“We couldn’t stop”: The song Elton John called the hardest to live up to

For a young boy from Pinner, who in only the space of a few short years had transformed from a pub pianist into one of the biggest rock stars in the world, the journey to stardom that Elton John went on was all guns blazing, to say the least. In that respect, was it ever really much of a surprise that he quickly overindulged in the lavish lifestyle, the fame and the luxury, when it had all been thrown at him so suddenly? It’s food for thought.

But as much as acclaim and a bed of roses were obviously welcome distractions, it could never take away from the one niggling thought once he had started on the road of being a worldwide mega star – how do you keep getting bigger? Having bolted out so forcefully from the blocks, it would have been a travesty if John had simply disappeared into a one-hit wonder. Although this fear evidently remained nothing but a night terror in hindsight, it was always a thorn in his side regarding the breakout song he never felt he could live up to again.

That tune was, of course, ‘Your Song’, the naïve 1970 piano ballad that shot both John and his then-rookie songwriting partner Bernie Taupin into a land of fame and fantasy. But it was a strange entity in being John’s breakout single, as he claims he knew ahead of time that it would inevitably be a hit, unlike any other song over the course of the rest of his career.

“It was the first big hit I ever had and it’s probably still the best song I’ve ever written,” he told The Telegraph in 2018. But John also admitted the difficulties associated with ‘Your Song’, simply because it created such a mammoth task ahead of him. “It’s a hard song to live up to,” he reflected, “but once we wrote that, we couldn’t stop.”

He was right, because to many people, ‘Your Song’ represented the opening of a fresh chapter in British music history, with John at the front and centre leading the charge. All hopes were pinned on him to carry the beacon, and while that obviously carried the threat to crash and burn, the singer dealt with that load the only way he knew how – under the mantra that diamonds form under pressure.

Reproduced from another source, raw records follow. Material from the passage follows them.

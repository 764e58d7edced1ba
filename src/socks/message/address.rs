//! Shared address-message layout
//!
//! ```text
//! +--------+--------+--------+------+----------+----------+
//! | LEAD 0 | LEAD 1 | LEAD 2 | ATYP | ADDR     | PORT     |
//! +--------+--------+--------+------+----------+----------+
//! |   1    |   1    |   1    |  1   | 4 or 16  |    2     |
//! +--------+--------+--------+------+----------+----------+
//! ```
//!
//! Requests, replies and UDP request headers differ only in what the three
//! leading bytes mean.

use super::require;
use crate::error::DecodeError;
use crate::socks::consts::*;
use crate::socks::types::AddressType;
use bytes::BufMut;
use std::net::{Ipv4Addr, Ipv6Addr, SocketAddr, SocketAddrV4, SocketAddrV6};

/// Encoded length of an address message carrying `addr`
pub(super) fn encoded_len(addr: &SocketAddr) -> usize {
    let payload = match addr {
        SocketAddr::V4(_) => IPV4_ADDR_LEN,
        SocketAddr::V6(_) => IPV6_ADDR_LEN,
    };
    ADDRESS_MESSAGE_HEADER_LEN + payload + PORT_LEN
}

/// Write the three role bytes followed by ATYP, address and port
pub(super) fn write<B: BufMut>(buf: &mut B, lead: [u8; 3], addr: &SocketAddr) {
    buf.put_slice(&lead);
    buf.put_u8(AddressType::of(addr).to_byte());
    match addr {
        SocketAddr::V4(v4) => buf.put_slice(&v4.ip().octets()),
        SocketAddr::V6(v6) => buf.put_slice(&v6.ip().octets()),
    }
    buf.put_u16(addr.port());
}

/// Decode an address message.
///
/// `parse_lead` validates the three role bytes once the fixed header is
/// available and turns them into the caller's typed fields.
pub(super) fn decode<R>(
    input: &[u8],
    parse_lead: impl FnOnce([u8; 3]) -> Result<R, DecodeError>,
) -> Result<(R, SocketAddr, usize), DecodeError> {
    require(input, ADDRESS_MESSAGE_HEADER_LEN)?;

    let lead = parse_lead([input[0], input[1], input[2]])?;

    let atyp = AddressType::from_byte(input[3])?;
    let payload_len = atyp
        .payload_len()
        .ok_or(DecodeError::Unsupported("domain name address"))?;

    let total = ADDRESS_MESSAGE_HEADER_LEN + payload_len + PORT_LEN;
    require(input, total)?;

    let body = &input[ADDRESS_MESSAGE_HEADER_LEN..total];
    let (ip, port) = body.split_at(payload_len);
    let port = u16::from_be_bytes([port[0], port[1]]);

    let addr = match atyp {
        AddressType::Ipv4 => {
            let octets: [u8; IPV4_ADDR_LEN] = ip
                .try_into()
                .map_err(|_| DecodeError::Malformed("truncated IPv4 address"))?;
            SocketAddr::V4(SocketAddrV4::new(Ipv4Addr::from(octets), port))
        }
        AddressType::Ipv6 => {
            let octets: [u8; IPV6_ADDR_LEN] = ip
                .try_into()
                .map_err(|_| DecodeError::Malformed("truncated IPv6 address"))?;
            SocketAddr::V6(SocketAddrV6::new(Ipv6Addr::from(octets), port, 0, 0))
        }
        AddressType::DomainName => return Err(DecodeError::Unsupported("domain name address")),
    };

    Ok((lead, addr, total))
}

/// The all-zero IPv4 address used in failure replies
pub(crate) fn unspecified() -> SocketAddr {
    SocketAddr::V4(SocketAddrV4::new(Ipv4Addr::UNSPECIFIED, 0))
}
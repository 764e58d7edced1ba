//! SOCKS5 protocol constants
//!
//! Wire values from RFC 1928 used by the codecs and negotiators.

/// SOCKS5 protocol version
pub const SOCKS5_VERSION: u8 = 0x05;

// Authentication methods
/// No authentication required
pub const SOCKS5_AUTH_METHOD_NONE: u8 = 0x00;
/// GSSAPI authentication (not implemented)
pub const SOCKS5_AUTH_METHOD_GSSAPI: u8 = 0x01;
/// Username/password authentication (not implemented)
pub const SOCKS5_AUTH_METHOD_PASSWORD: u8 = 0x02;
/// No acceptable methods
pub const SOCKS5_AUTH_METHOD_NOT_ACCEPTABLE: u8 = 0xFF;

// Commands
/// TCP CONNECT command
pub const SOCKS5_CMD_TCP_CONNECT: u8 = 0x01;
/// TCP BIND command (not implemented)
pub const SOCKS5_CMD_TCP_BIND: u8 = 0x02;
/// UDP ASSOCIATE command
pub const SOCKS5_CMD_UDP_ASSOCIATE: u8 = 0x03;

// Address types
/// IPv4 address
pub const SOCKS5_ADDR_TYPE_IPV4: u8 = 0x01;
/// Domain name (recognized, never decoded)
pub const SOCKS5_ADDR_TYPE_DOMAIN: u8 = 0x03;
/// IPv6 address
pub const SOCKS5_ADDR_TYPE_IPV6: u8 = 0x04;

// Reply codes
/// Succeeded
pub const SOCKS5_REPLY_SUCCEEDED: u8 = 0x00;
/// General SOCKS server failure
pub const SOCKS5_REPLY_GENERAL_FAILURE: u8 = 0x01;
/// Connection not allowed by ruleset
pub const SOCKS5_REPLY_CONNECTION_NOT_ALLOWED: u8 = 0x02;
/// Network unreachable
pub const SOCKS5_REPLY_NETWORK_UNREACHABLE: u8 = 0x03;
/// Host unreachable
pub const SOCKS5_REPLY_HOST_UNREACHABLE: u8 = 0x04;
/// Connection refused
pub const SOCKS5_REPLY_CONNECTION_REFUSED: u8 = 0x05;
/// TTL expired
pub const SOCKS5_REPLY_TTL_EXPIRED: u8 = 0x06;
/// Command not supported
pub const SOCKS5_REPLY_COMMAND_NOT_SUPPORTED: u8 = 0x07;
/// Address type not supported
pub const SOCKS5_REPLY_ADDRESS_TYPE_NOT_SUPPORTED: u8 = 0x08;

// Reserved byte
/// Reserved byte value (always 0x00)
pub const SOCKS5_RESERVED: u8 = 0x00;

// Sizes
/// Port field length
pub const PORT_LEN: usize = 2;
/// IPv4 address length
pub const IPV4_ADDR_LEN: usize = 4;
/// IPv6 address length
pub const IPV6_ADDR_LEN: usize = 16;
/// Fixed prefix shared by request, reply and UDP header (three role bytes + ATYP)
pub const ADDRESS_MESSAGE_HEADER_LEN: usize = 4;
/// Maximum number of offered authentication methods
pub const MAX_AUTH_METHODS: usize = 255;

/// Seconds a failed server socket may linger before it is closed (RFC 1928, section 6)
pub const DEFAULT_CANCEL_TIMEOUT_SECS: u64 = 10;
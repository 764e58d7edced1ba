//! Request message (client to server), `05 cmd 00 atyp addr port`

use super::{address, WireMessage};
use crate::error::DecodeError;
use crate::socks::consts::*;
use crate::socks::types::SocksCommand;
use bytes::BufMut;
use std::net::SocketAddr;

/// A SOCKS5 command request
#[derive(Debug, Clone, Copy, PartialEq, Eq)]
pub struct RequestMessage {
    /// Requested command
    pub command: SocksCommand,
    /// Destination of the command
    pub destination: SocketAddr,
}

impl RequestMessage {
    /// Build a request
    pub fn new(command: SocksCommand, destination: SocketAddr) -> Self {
        RequestMessage {
            command,
            destination,
        }
    }
}

impl WireMessage for RequestMessage {
    fn encoded_len(&self) -> usize {
        address::encoded_len(&self.destination)
    }

    fn write_to_buf<B: BufMut>(&self, buf: &mut B) {
        address::write(
            buf,
            [SOCKS5_VERSION, self.command.to_byte(), SOCKS5_RESERVED],
            &self.destination,
        );
    }

    fn decode(input: &[u8]) -> Result<(Self, usize), DecodeError> {
        let (command, destination, consumed) = address::decode(input, |[ver, cmd, rsv]| {
            if ver != SOCKS5_VERSION {
                return Err(DecodeError::Malformed("unsupported SOCKS version"));
            }
            if rsv != SOCKS5_RESERVED {
                return Err(DecodeError::Malformed("non-zero reserved field"));
            }
            SocksCommand::from_byte(cmd).ok_or(DecodeError::UnknownCommand(cmd))
        })?;
        Ok((RequestMessage::new(command, destination), consumed))
    }
}
//! Configuration module for Socksrelay
//!
//! This module provides configuration types and parsing for the server.

mod server;
mod transport;

pub use server::{Config, ServerConfig, MAX_CANCEL_TIMEOUT_SECS};
pub use transport::TcpConfig;

use crate::error::SocksRelayError;
use anyhow::{Context, Result};
use std::path::Path;

/// Load configuration from a TOML file
pub fn load_config<P: AsRef<Path>>(path: P) -> Result<Config> {
    let content = std::fs::read_to_string(path.as_ref())
        .with_context(|| format!("Failed to read config file: {:?}", path.as_ref()))?;

    parse_config(&content)
}

/// Parse and validate configuration from a TOML string
pub fn parse_config(content: &str) -> Result<Config> {
    let config: Config =
        toml::from_str(content).with_context(|| "Failed to parse configuration")?;
    config
        .server
        .validate()
        .map_err(SocksRelayError::Config)?;
    Ok(config)
}
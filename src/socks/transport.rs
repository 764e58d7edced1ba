//! Transport collaborator interface
//!
//! The negotiators never touch sockets directly. Whatever embeds them
//! supplies non-blocking transports implementing these traits and feeds
//! readiness back in as [`TransportEvent`]s.

use crate::error::FailureReason;
use bytes::BytesMut;
use std::fmt;
use std::io;
use std::net::SocketAddr;

/// Identifier of a transport, unique within one event loop
#[derive(Debug, Clone, Copy, PartialEq, Eq, Hash, PartialOrd, Ord)]
pub struct SocketId(pub u64);

impl fmt::Display for SocketId {
    fn fmt(&self, f: &mut fmt::Formatter<'_>) -> fmt::Result {
        write!(f, "#{}", self.0)
    }
}

/// A notification delivered by the event loop for one transport
#[derive(Debug, Clone, Copy, PartialEq, Eq)]
pub enum TransportEvent {
    /// A pending `connect` completed
    Connected,
    /// A pending `connect` failed
    ConnectFailed(FailureReason),
    /// The transport was closed underneath us
    Closed(FailureReason),
    /// Data (or EOF) can be read
    Readable,
    /// Data can be written
    Writable,
}

/// Non-blocking byte-stream transport (a TCP socket)
///
/// Reads and writes never block: `io::ErrorKind::WouldBlock` means "try
/// again after the next readiness event".
pub trait StreamTransport {
    /// Identifier the event loop reports events under
    fn id(&self) -> SocketId;

    /// Begin connecting to `addr`; completion arrives as an event
    fn connect(&mut self, addr: SocketAddr) -> io::Result<()>;

    /// Append at most `limit` bytes to `buf`. `Ok(0)` means end of stream.
    fn read(&mut self, buf: &mut BytesMut, limit: usize) -> io::Result<usize>;

    /// Write a prefix of `data`, returning its length
    fn write(&mut self, data: &[u8]) -> io::Result<usize>;

    /// Ask for (or stop asking for) `Readable` events
    fn set_read_interest(&mut self, enabled: bool);

    /// Ask for (or stop asking for) `Writable` events
    fn set_write_interest(&mut self, enabled: bool);

    /// Local address of a connected transport
    fn local_addr(&self) -> io::Result<SocketAddr>;

    /// Remote address of a connected transport
    fn peer_addr(&self) -> io::Result<SocketAddr>;

    /// Close the transport; no further events are delivered
    fn close(&mut self);
}

/// Non-blocking datagram transport (a UDP socket)
pub trait DatagramTransport {
    /// Identifier the event loop reports events under
    fn id(&self) -> SocketId;

    /// Bind to a local address
    fn bind(&mut self, addr: SocketAddr) -> io::Result<()>;

    /// Fix the remote address for `send` and `recv`
    fn connect(&mut self, addr: SocketAddr) -> io::Result<()>;

    /// Send one datagram to the connected peer
    fn send(&mut self, datagram: &[u8]) -> io::Result<usize>;

    /// Receive one datagram from the connected peer
    fn recv(&mut self, buf: &mut [u8]) -> io::Result<usize>;

    /// Ask for (or stop asking for) `Readable` events
    fn set_read_interest(&mut self, enabled: bool);

    /// Local address of a bound transport
    fn local_addr(&self) -> io::Result<SocketAddr>;

    /// Close the transport
    fn close(&mut self);
}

Indeed, for the lineage of rock and roll, John’s appearance on the scene was a sigh of relief that there would be someone to carry the mantle, never better epitomised than when John Lennon told Rolling Stone in 1975: I remember hearing Elton John’s ‘Your Song’, heard it in America—it was one of Elton’s first big hits—and remember thinking, ‘Great, that’s the first new thing that’s happened since we [The Beatles] happened.’ It was a step forward. There was something about his vocal that was an improvement on all of the English vocals until then. I was pleased with it.”

And with that, John soared into a legendary status from which he would never falter. His own insecurities and anxieties around it aside, ‘Your Song’ was merely a launch pad to greatness – not just the pinnacle of it – and there would inevitably be a litany of hits to follow. Whether that skewed him in a manner for better or worse is another matter, but there’s no denying that from the first moment he opened his mouth to sing the first line “It’s a little bit funny,” the fabric of music was forever changed.